Ну конечно, дно вязкое, илистое. С Виталием на спине, пожалуй, глубже провалишься. «Пойду быстрее — только и всего», — успокоил себя Леонид.

Он возвратился в овраг за товарищем. Виталий уже доедал свой НЗ. Что это — храбрость неведения? А может быть, просто нехватка воображения? Сам Леонид отнюдь не страдал этим недостатком. Ему уже не раз казалось, что его настигнут в степи, пока бежал от самолета, в овраге, здесь, у переправы... И теперь чудилось, что их увидят, когда они станут подниматься по склону балки к скирде. Так и вставали в глазах сине-зеленые фигуры немецких автоматчиков. Леонид торопился. Но Виталий ни за что не соглашался, чтобы его несли на плечах.

— Я приказываю, товарищ сержант! — крикнул Леонид.

Однако идти с таким грузом на спине совсем не то же самое, что одному. Пусть Виталий не весит и шестидесяти пяти килограммов, но его комбинезон из чертовой кожи на тяжеленной цигейке, унты из двухслойного меха с огромными и весьма увесистыми калошами — все восемьдесят получится. Конечно, Леонид набрал за голенища, переходя речонку. А с мокрыми ногами при нуле градусов и под пронизывающим ветром...

Все же Леонид заставил себя сначала вскарабкаться к скирде. Наверно, ее складывали еще летом сорок первого, ведь в июле сорок второго эти места уже были оккупированы. Как бы там ни было, просяная солома слежалась до каменной крепости.

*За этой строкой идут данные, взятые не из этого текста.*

use crate::errors::{PointFailure, RootFindingError};
use crate::symbolic::symbolic_lambdify::NumericCallable;
use log::{debug, trace};

//////////////////////////////////TRAITS AND IMPLEMENTATIONS/////////////////////////////////

/// Trait for representing a scalar equation f(x) = 0 whose evaluation may fail at a point
pub trait NonlinearFunction {
    /// Evaluate the function at point x
    fn evaluate(&self, x: f64) -> Result<f64, PointFailure>;

    /// Get function name for debugging/logging
    fn name(&self) -> &str {
        "unnamed_function"
    }
}

/// Simple function wrapper for closures that never fail
pub struct ClosureFunction<F>
where
    F: Fn(f64) -> f64,
{
    func: F,
    name: String,
}

impl<F> ClosureFunction<F>
where
    F: Fn(f64) -> f64,
{
    pub fn new(func: F, name: String) -> Self {
        Self { func, name }
    }
}

impl<F> NonlinearFunction for ClosureFunction<F>
where
    F: Fn(f64) -> f64,
{
    fn evaluate(&self, x: f64) -> Result<f64, PointFailure> {
        Ok((self.func)(x))
    }

    fn name(&self) -> &str {
        &self.name
    }
}

impl NonlinearFunction for NumericCallable {
    fn evaluate(&self, x: f64) -> Result<f64, PointFailure> {
        NumericCallable::evaluate(self, x)
    }

    fn name(&self) -> &str {
        self.source()
    }
}

///////////////////////////////////////////SETTERS AND GETTERS///////////////////////////////////////////
/// Result structure for the bracketing refinement
#[derive(Debug, Clone, PartialEq)]
pub struct RootFindingResult {
    pub root: f64,
    pub function_value: f64,
    pub iterations: usize,
    pub converged: bool,
    pub method: String,
}

/// Configuration for the bracketing refinement
#[derive(Debug, Clone, PartialEq)]
pub struct RootFindingConfig {
    pub tolerance: f64,
    pub max_iterations: usize,
    /// log every iteration at trace level
    pub verbose: bool,
}

impl Default for RootFindingConfig {
    fn default() -> Self {
        Self {
            tolerance: 1e-6,
            max_iterations: 50,
            verbose: false,
        }
    }
}

/// Bracketing root finder for scalar functions
pub struct ScalarRootFinder {
    config: RootFindingConfig,
}

impl Default for ScalarRootFinder {
    fn default() -> Self {
        Self::new()
    }
}

impl ScalarRootFinder {
    /// Create a new ScalarRootFinder with default configuration
    pub fn new() -> Self {
        Self {
            config: RootFindingConfig::default(),
        }
    }

    /// Create a new ScalarRootFinder with custom configuration
    pub fn with_config(config: RootFindingConfig) -> Self {
        Self { config }
    }

    /// Set tolerance for convergence
    pub fn set_tolerance(&mut self, tolerance: f64) {
        self.config.tolerance = tolerance;
    }

    /// Set maximum number of iterations
    pub fn set_max_iterations(&mut self, max_iterations: usize) {
        self.config.max_iterations = max_iterations;
    }

    /// Enable or disable per-iteration logging
    pub fn set_verbose(&mut self, verbose: bool) {
        self.config.verbose = verbose;
    }

    pub fn config(&self) -> &RootFindingConfig {
        &self.config
    }

    fn converged(&self, root: f64, function_value: f64, iterations: usize) -> RootFindingResult {
        RootFindingResult {
            root,
            function_value,
            iterations,
            converged: true,
            method: "bisection".to_string(),
        }
    }

    /////////////////////////////////////////METHODS///////////////////////////////////////////

    /// Bisection method for finding roots.
    /// Requires finite f(a), f(b) of opposite signs. Stops when |f(c)| or the half-width of
    /// the bracket drops below the tolerance.
    pub fn bisection<F>(
        &self,
        function: &F,
        mut a: f64,
        mut b: f64,
    ) -> Result<RootFindingResult, RootFindingError>
    where
        F: NonlinearFunction,
    {
        if a > b {
            std::mem::swap(&mut a, &mut b);
        }

        let mut fa = function.evaluate(a)?;
        let fb = function.evaluate(b)?;
        if !fa.is_finite() {
            return Err(RootFindingError::NonFiniteEndpoint(a));
        }
        if !fb.is_finite() {
            return Err(RootFindingError::NonFiniteEndpoint(b));
        }

        // Check if the function values have opposite signs
        if fa * fb > 0.0 {
            return Err(RootFindingError::InvalidInterval);
        }

        // Check if we already have a root at the endpoints
        if fa.abs() < self.config.tolerance {
            return Ok(self.converged(a, fa, 0));
        }
        if fb.abs() < self.config.tolerance {
            return Ok(self.converged(b, fb, 0));
        }

        debug!(
            "bisection for {} on [{}, {}], tolerance {}",
            function.name(),
            a,
            b,
            self.config.tolerance
        );

        for iteration in 0..self.config.max_iterations {
            let c = 0.5 * (a + b);
            let fc = function.evaluate(c)?;

            if self.config.verbose {
                trace!(
                    "iteration {}: x = {:.10}, f(x) = {:.2e}, interval = [{:.6}, {:.6}]",
                    iteration + 1,
                    c,
                    fc,
                    a,
                    b
                );
            }

            if fc.abs() < self.config.tolerance || 0.5 * (b - a) < self.config.tolerance {
                return Ok(self.converged(c, fc, iteration + 1));
            }

            // keep the half where the sign changes
            if fa * fc < 0.0 {
                b = c;
            } else {
                a = c;
                fa = fc;
            }
        }

        Err(RootFindingError::MaxIterationsReached(self.config.max_iterations))
    }
}

/// Convenience wrapper: root of a plain closure on [a, b]
pub fn bisection<F>(function: F, a: f64, b: f64, tolerance: f64) -> Result<f64, RootFindingError>
where
    F: Fn(f64) -> f64,
{
    let func = ClosureFunction::new(function, "bisection_function".to_string());
    let mut solver = ScalarRootFinder::new();
    solver.set_tolerance(tolerance);
    let result = solver.bisection(&func, a, b)?;
    Ok(result.root)
}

Стараясь согреться, Леонид вырывал из скирды клочки, пучки — сколько удавалось захватывать. Надо было сделать нишу, пещерку — спрятаться в ней обоим. А Виталий стоял рядом и бубнил:

— Товарищ старший лейтенант! Это же мартышкин труд! Лучше ляжем под нее, все равно нас никто не заметит.

— Наши синие комбинезоны на желтом фоне... Биноклей у них нет, что ли? Помогай, черт тебя дери!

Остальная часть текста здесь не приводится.